Le Bureau des affaires des prisonniers et des libérations et le Club des prisonniers palestiniens ont déclaré dans un communiqué commun que les forces d'occupation ont ouvert le feu sur le détenu Fasfus au moment de l'assaut sur sa maison et de son arrestation le 15/1/2026, le torturant, ce qui a entraîné deux balles dans ses jambes, avant d'être transféré à l'hôpital israélien "Soroka", où il est encore retenu, sachant qu'il est marié et père de trois enfants, en attendant son quatrième enfant.

Les deux institutions ont ajouté qu'il y a eu une tentative de visiter le détenu Fasfus à l'hôpital, mais la visite n'a pas eu lieu après que l'avocat a été informé qu'il était "infecté par un virus" et qu'il avait été mis en isolement, en l'absence de toute information claire sur son état de santé et les circonstances de sa détention.

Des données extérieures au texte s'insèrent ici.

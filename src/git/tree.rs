//! Index, tree and commit plumbing
//!
//! The trial merge never touches a working tree: it runs a three-way
//! `read-tree` into the workspace index, resolves the unmerged paths one by
//! one with `merge-file`, and writes the resulting tree. The same tree is
//! what the merge and squash styles commit.

use std::collections::BTreeMap;
use std::fs;
use std::path::Path;

use tracing::debug;

use super::command::{GitCommand, GitRunner};
use super::env::CommitSigning;
use crate::error::{MergeError, Result};

/// Outcome of a three-way merge of `head` into `base`.
#[derive(Debug, Clone, PartialEq, Eq)]
pub enum TrialMerge {
    Clean { tree: String, merge_base: String },
    Conflict { files: Vec<String>, merge_base: String },
    /// No common ancestor
    Unrelated,
}

/// Resolve a revision to a full object id.
pub fn rev_parse(git: &dyn GitRunner, dir: &Path, rev: &str) -> Result<String> {
    let output = git.output(
        &GitCommand::new("rev-parse")
            .args(["--verify", "--quiet"])
            .arg(rev)
            .dir(dir),
    )?;
    if output.success() {
        Ok(output.text())
    } else {
        Err(MergeError::BranchNotFound {
            branch: rev.to_string(),
        })
    }
}

/// Tree id of a commit.
pub fn tree_of(git: &dyn GitRunner, dir: &Path, rev: &str) -> Result<String> {
    rev_parse(git, dir, &format!("{rev}^{{tree}}"))
}

/// Common ancestor of two revisions, `None` for unrelated histories.
pub fn merge_base(git: &dyn GitRunner, dir: &Path, base: &str, head: &str) -> Result<Option<String>> {
    let cmd = GitCommand::new("merge-base").args(["--", base, head]).dir(dir);
    let output = git.output(&cmd)?;
    match output.code {
        Some(0) => Ok(Some(output.text())),
        Some(1) if output.stderr.trim().is_empty() => Ok(None),
        _ => Err(output.into_error(&cmd, base)),
    }
}

/// Is `ancestor` reachable from `descendant`?
pub fn is_ancestor(git: &dyn GitRunner, dir: &Path, ancestor: &str, descendant: &str) -> Result<bool> {
    let cmd = GitCommand::new("merge-base")
        .args(["--is-ancestor", ancestor, descendant])
        .dir(dir);
    let output = git.output(&cmd)?;
    match output.code {
        Some(0) => Ok(true),
        Some(1) => Ok(false),
        _ => Err(output.into_error(&cmd, ancestor)),
    }
}

/// Number of commits in a revision range.
pub fn count_commits(git: &dyn GitRunner, dir: &Path, range: &str) -> Result<u32> {
    let text = git.checked(&GitCommand::new("rev-list").args(["--count", range]).dir(dir))?;
    text.parse().map_err(|_| MergeError::Git {
        command: format!("rev-list --count {range}"),
        code: Some(0),
        stderr: format!("unexpected output '{text}'"),
    })
}

/// Paths that differ between two revisions.
pub fn changed_files(git: &dyn GitRunner, dir: &Path, from: &str, to: &str) -> Result<Vec<String>> {
    let output = git.checked_output(
        &GitCommand::new("diff")
            .args(["-z", "--name-only", from, to])
            .dir(dir),
    )?;
    Ok(output.nul_fields())
}

/// Parent ids of a commit, first parent first.
pub fn parents(git: &dyn GitRunner, dir: &Path, commit: &str) -> Result<Vec<String>> {
    let text = git.checked(
        &GitCommand::new("rev-list")
            .args(["--parents", "-n", "1", commit])
            .dir(dir),
    )?;
    Ok(text.split_whitespace().skip(1).map(str::to_string).collect())
}

pub fn write_blob(git: &dyn GitRunner, dir: &Path, content: &[u8]) -> Result<String> {
    git.checked(
        &GitCommand::new("hash-object")
            .args(["-w", "--stdin"])
            .stdin(content.to_vec())
            .dir(dir),
    )
}

pub fn read_blob(git: &dyn GitRunner, dir: &Path, id: &str) -> Result<Vec<u8>> {
    Ok(git
        .checked_output(&GitCommand::new("cat-file").args(["blob", id]).dir(dir))?
        .stdout)
}

/// Create a commit object. The message is passed on stdin.
pub fn commit_tree(
    git: &dyn GitRunner,
    dir: &Path,
    tree: &str,
    parent_ids: &[&str],
    message: &str,
    signing: &CommitSigning,
    env: Vec<(String, String)>,
) -> Result<String> {
    let mut cmd = GitCommand::new("commit-tree").arg(tree);
    for parent in parent_ids {
        cmd = cmd.args(["-p", *parent]);
    }
    let cmd = cmd
        .arg(signing.arg())
        .stdin(message.as_bytes().to_vec())
        .envs(env)
        .dir(dir);
    git.checked(&cmd)
}

pub fn update_ref(git: &dyn GitRunner, dir: &Path, name: &str, value: &str) -> Result<()> {
    git.checked(&GitCommand::new("update-ref").args([name, value]).dir(dir))
        .map(|_| ())
}

/// One stage of an unmerged index entry.
#[derive(Debug, Clone, PartialEq, Eq)]
struct StageEntry {
    mode: String,
    id: String,
}

#[derive(Debug, Default)]
struct Unmerged {
    base: Option<StageEntry>,
    ours: Option<StageEntry>,
    theirs: Option<StageEntry>,
}

/// Parse `ls-files -u -z` records: `<mode> <id> <stage>\t<path>`.
fn parse_unmerged(fields: &[String]) -> BTreeMap<String, Unmerged> {
    let mut paths: BTreeMap<String, Unmerged> = BTreeMap::new();
    for record in fields {
        let Some((meta, path)) = record.split_once('\t') else {
            continue;
        };
        let mut parts = meta.split_whitespace();
        let (Some(mode), Some(id), Some(stage)) = (parts.next(), parts.next(), parts.next()) else {
            continue;
        };
        let entry = StageEntry {
            mode: mode.to_string(),
            id: id.to_string(),
        };
        let slot = paths.entry(path.to_string()).or_default();
        match stage {
            "1" => slot.base = Some(entry),
            "2" => slot.ours = Some(entry),
            "3" => slot.theirs = Some(entry),
            _ => {}
        }
    }
    paths
}

fn stage_resolved(git: &dyn GitRunner, dir: &Path, path: &str, entry: &StageEntry) -> Result<()> {
    git.checked(
        &GitCommand::new("update-index")
            .args(["--add", "--replace", "--cacheinfo"])
            .args([entry.mode.as_str(), entry.id.as_str(), path])
            .dir(dir),
    )
    .map(|_| ())
}

fn remove_path(git: &dyn GitRunner, dir: &Path, path: &str) -> Result<()> {
    git.checked(
        &GitCommand::new("update-index")
            .args(["--force-remove", "--", path])
            .dir(dir),
    )
    .map(|_| ())
}

fn is_regular_file(mode: &str) -> bool {
    matches!(mode, "100644" | "100755")
}

/// Try to resolve one unmerged path. Returns `false` on a real conflict.
fn resolve_path(
    git: &dyn GitRunner,
    dir: &Path,
    scratch: &Path,
    path: &str,
    entry: &Unmerged,
) -> Result<bool> {
    match (&entry.base, &entry.ours, &entry.theirs) {
        // Both sides made the same change
        (_, Some(ours), Some(theirs)) if ours == theirs => {
            stage_resolved(git, dir, path, ours)?;
            Ok(true)
        }
        // Deleted on both sides
        (Some(_), None, None) => {
            remove_path(git, dir, path)?;
            Ok(true)
        }
        // Deleted on one side, untouched on the other
        (Some(base), Some(kept), None) | (Some(base), None, Some(kept)) if base.id == kept.id => {
            remove_path(git, dir, path)?;
            Ok(true)
        }
        // Submodules and symlinks changed differently on both sides
        (base, Some(ours), Some(theirs))
            if !is_regular_file(&ours.mode)
                || !is_regular_file(&theirs.mode)
                || base.as_ref().is_some_and(|b| !is_regular_file(&b.mode)) =>
        {
            Ok(false)
        }
        (base, Some(ours), Some(theirs)) => {
            // A mode change on one side wins over the unchanged side
            let mode = match base {
                _ if ours.mode == theirs.mode => ours.mode.clone(),
                Some(b) if b.mode == ours.mode => theirs.mode.clone(),
                Some(b) if b.mode == theirs.mode => ours.mode.clone(),
                _ => return Ok(false),
            };
            let base_file = scratch.join("base");
            let ours_file = scratch.join("ours");
            let theirs_file = scratch.join("theirs");
            match base {
                Some(b) => fs::write(&base_file, read_blob(git, dir, &b.id)?)?,
                None => fs::write(&base_file, b"")?,
            }
            fs::write(&ours_file, read_blob(git, dir, &ours.id)?)?;
            fs::write(&theirs_file, read_blob(git, dir, &theirs.id)?)?;

            let output = git.output(
                &GitCommand::new("merge-file")
                    .arg("-p")
                    .arg(ours_file.to_string_lossy())
                    .arg(base_file.to_string_lossy())
                    .arg(theirs_file.to_string_lossy())
                    .dir(dir),
            )?;
            match output.code {
                Some(0) => {
                    let id = write_blob(git, dir, &output.stdout)?;
                    stage_resolved(git, dir, path, &StageEntry { mode, id })?;
                    Ok(true)
                }
                Some(code) if code > 0 => Ok(false),
                _ => Err(MergeError::Git {
                    command: "merge-file -p".to_string(),
                    code: output.code,
                    stderr: output.stderr,
                }),
            }
        }
        _ => Ok(false),
    }
}

/// Three-way merge of `head` into `base` in the workspace index.
///
/// # Arguments
/// * `dir` - Clone whose index may be overwritten
/// * `scratch` - Directory for temporary blob files
/// * `base` / `head` - Revisions in that clone
pub fn three_way_merge(
    git: &dyn GitRunner,
    dir: &Path,
    scratch: &Path,
    base: &str,
    head: &str,
) -> Result<TrialMerge> {
    let Some(mb) = merge_base(git, dir, base, head)? else {
        return Ok(TrialMerge::Unrelated);
    };

    // The index must match `base` before a three-tree read
    git.checked(&GitCommand::new("read-tree").arg(base).dir(dir))?;
    let read = git.output(
        &GitCommand::new("read-tree")
            .args(["-m", mb.as_str(), base, head])
            .dir(dir),
    )?;
    if !read.success() {
        debug!(stderr = %read.stderr.trim(), "read-tree failed, falling back to patch check");
        let files = conflicts_by_patch(git, dir, base, head)?;
        if files.is_empty() {
            return Err(MergeError::Git {
                command: "read-tree -m".to_string(),
                code: read.code,
                stderr: read.stderr,
            });
        }
        return Ok(TrialMerge::Conflict {
            files,
            merge_base: mb,
        });
    }

    let unmerged = git.checked_output(&GitCommand::new("ls-files").args(["-u", "-z"]).dir(dir))?;
    let mut conflicts = Vec::new();
    for (path, entry) in parse_unmerged(&unmerged.nul_fields()) {
        if !resolve_path(git, dir, scratch, &path, &entry)? {
            conflicts.push(path);
        }
    }
    if !conflicts.is_empty() {
        return Ok(TrialMerge::Conflict {
            files: conflicts,
            merge_base: mb,
        });
    }

    let tree = git.checked(&GitCommand::new("write-tree").dir(dir))?;
    Ok(TrialMerge::Clean {
        tree,
        merge_base: mb,
    })
}

/// Files whose patches do not apply cleanly on top of `base`.
///
/// Pipes `format-patch base..head` into `apply --check --cached` against an
/// index reset to `base`.
pub fn conflicts_by_patch(git: &dyn GitRunner, dir: &Path, base: &str, head: &str) -> Result<Vec<String>> {
    let patch = git.checked_output(
        &GitCommand::new("format-patch")
            .args(["--binary", "--stdout"])
            .arg(format!("{base}..{head}"))
            .dir(dir),
    )?;
    git.checked(&GitCommand::new("read-tree").arg(base).dir(dir))?;

    let check = git.output(
        &GitCommand::new("apply")
            .args(["--check", "--cached"])
            .stdin(patch.stdout)
            .dir(dir),
    )?;
    if check.success() {
        return Ok(Vec::new());
    }
    Ok(parse_apply_conflicts(&check.stderr))
}

fn parse_apply_conflicts(stderr: &str) -> Vec<String> {
    const PATCH_FAILED: &str = "error: patch failed: ";
    let mut files: Vec<String> = Vec::new();
    for line in stderr.lines() {
        let file = if let Some(rest) = line.strip_prefix(PATCH_FAILED) {
            rest.rsplit_once(':').map(|(f, _)| f).unwrap_or(rest)
        } else if let Some(rest) = line.strip_prefix("error: ") {
            match rest.split_once(": ") {
                Some((f, reason))
                    if reason.contains("does not exist in index")
                        || reason.contains("already exists in index") =>
                {
                    f
                }
                _ => continue,
            }
        } else {
            continue;
        };
        if !files.iter().any(|f| f == file) {
            files.push(file.to_string());
        }
    }
    files
}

Il convient de noter que le détenu Fasfus appartient à une famille dont les membres ont été soumis à des arrestations répétées au fil des ans, tous ses frères ayant été arrêtés, y compris son frère Hassan al-Fasfus, qui est détenu administrativement jusqu'à ce jour depuis plus d'un an.

Le Bureau des affaires des prisonniers et le Club des prisonniers ont confirmé que la transformation du détenu Fasfus en détention administrative constitue un crime composé, commençant par les tirs sur lui et ses blessures, et se terminant par sa transformation ultérieure en détention administrative arbitraire.

Cela s'inscrit dans le cadre d'une politique systématique affectant des milliers de détenus administratifs dans les prisons de l'occupation, où leur nombre a atteint 3385 détenus jusqu'au début du mois de janvier en cours, dont des femmes et des enfants, représentant environ 36 % du nombre total de prisonniers, dans une hausse sans précédent historiquement, que les phases précédentes n'avaient pas connue avant le génocide.

Dans ce cadre, le Bureau des affaires des prisonniers et le Club des prisonniers tiennent les autorités d'occupation pleinement responsables du destin du détenu Fasfus et de la vie de milliers de prisonniers et de détenus, qui font face à des crimes organisés, en tête desquels figurent les politiques de torture systématique, de famine, de privation de soins médicaux, et de détention dans des conditions sévères et dégradantes, qui ont conduit à la mort de plus de cent prisonniers depuis le début du génocide.